Emergence of Interdisciplinary Integrated Care and Competencies
Instead of consulting dusty textbooks for advice, nurses will receive timely how-to skills training at the point of care. Nurses whose patients have specific problems will consult point-of-care systems for advice on how to perform procedures such as chest tube insertion assistance and maintenance. Such technologies are already available to nurses through online multimedia resources that offer direct access to skills required for patient procedures at the point of care.
CDS systems must use both design and content to enhance interdisciplinary integration and collaboration. Consider nurses and respiratory therapists who work side by side and require a single approach to system use and documentation. When treating a patient with asthma, the nurse and the therapist use the system as a team, carefully documenting the patient’s story and tapping into the same body of evidence-based content. With this approach, clinicians within varied disciplines could emerge as mutual mentors and coaches. Patients, in turn, reap the benefits of care free from excessive fragmentation, duplication, and stress.
CDS systems offer content developed, written, and implemented from an interdisciplinary point of view. No longer does one discipline reign over, dominate, or cancel out another. Instead, system design and information supports the work of the entire healthcare team while honoring each team member’s contribution. Barriers between and among disciplines may fade as all parties embrace a common set of decision-support tools that help their individual and integrated scopes of practice.
Although nurses and respiratory therapists may overlap in scope of practice, they will still maintain distinctive sets of knowledge, skill, and expertise. And before building evidence-based content to generate better health outcomes, hospitals will focus on each discipline’s unique scope of practice, as well as areas of overlap.

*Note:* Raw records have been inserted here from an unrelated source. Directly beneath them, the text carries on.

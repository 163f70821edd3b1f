//! Resolution of accumulated bundles

use tracing::warn;

use crate::descriptor::Dependency;
use crate::progress::ResolutionProgress;
use crate::repository::{ArtifactRef, ArtifactResolver};

/// Result of resolving every accumulated artifact
#[derive(Debug, Default)]
pub struct ResolutionOutcome {
    /// Dependencies to list in the deployment descriptor, in registry order
    pub resolved: Vec<Dependency>,
    /// Artifacts that could not be resolved
    pub skipped: Vec<ArtifactRef>,
}

/// Resolve each artifact, skipping the ones that fail
///
/// Resolved artifacts are referenced by their meta-version so floating
/// snapshots stay floating in the deployment descriptor.
pub fn resolve_bundles(
    artifacts: &[ArtifactRef],
    resolver: &dyn ArtifactResolver,
    progress: &ResolutionProgress,
) -> ResolutionOutcome {
    let mut outcome = ResolutionOutcome::default();

    for artifact in artifacts {
        progress.update(&artifact.to_string());
        match resolver.resolve(artifact) {
            Ok(resolved) => outcome.resolved.push(
                Dependency::new(&artifact.group_id, &artifact.artifact_id)
                    .with_version(resolved.meta_version()),
            ),
            Err(e) => {
                warn!("Skipping missing bundle {}: {}", artifact, e);
                outcome.skipped.push(artifact.clone());
            }
        }
        progress.inc();
    }

    progress.finish();
    outcome
}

Integration is also on the horizon for physicians and nurses, not only in daily clinical documentation but also in the integration of clinical practice guidelines with evidence-based order sets to create a complete integrated electronic health record that reflects practice at the point of care.
Hospitals have already witnessed positive outcomes using evidence-based content and interdisciplinary CDS to significantly reduce falls and pressure ulcers. For example, one healthcare system in the South reported a decrease in pressure ulcers of 69% and an 85% reduction in falls.
Emergence of “Smart” Integration of Patient Information
As technology advances, so will the ability of clinicians to leverage the technology. Clinicians will spend less time entering data and more time synthesizing it. While today’s hospitals depend on clinicians to manually enter data, tomorrow’s clinicians will benefit from technology companies’ current investments in “smart” devices, vests, blankets, and rooms.
These devices will input critical patient data that nurses and other disciplines can view and use for improved clinical reasoning and decision making. Charges for professional services are likely to be based on the duration of each discipline’s presence in the patient room, as well as the value and clarity of the discipline’s contribution of care, as documented within the electronic health record.
However, complete point-of-care transformation will evolve only when nurses join forces with other clinical professionals and vendors to improve outcomes in health and the business of health. Working together, varied disciplines will draw from a common repository of evidence-based content to anticipate a patient’s risk, determine needed surveillance, and tailor a plan of care.
— Michelle Troseth, RN, MSN, is the executive vice president and chief professional practice officer for the Clinical Practice Model Resource Center, a business unit of Elsevier, Inc.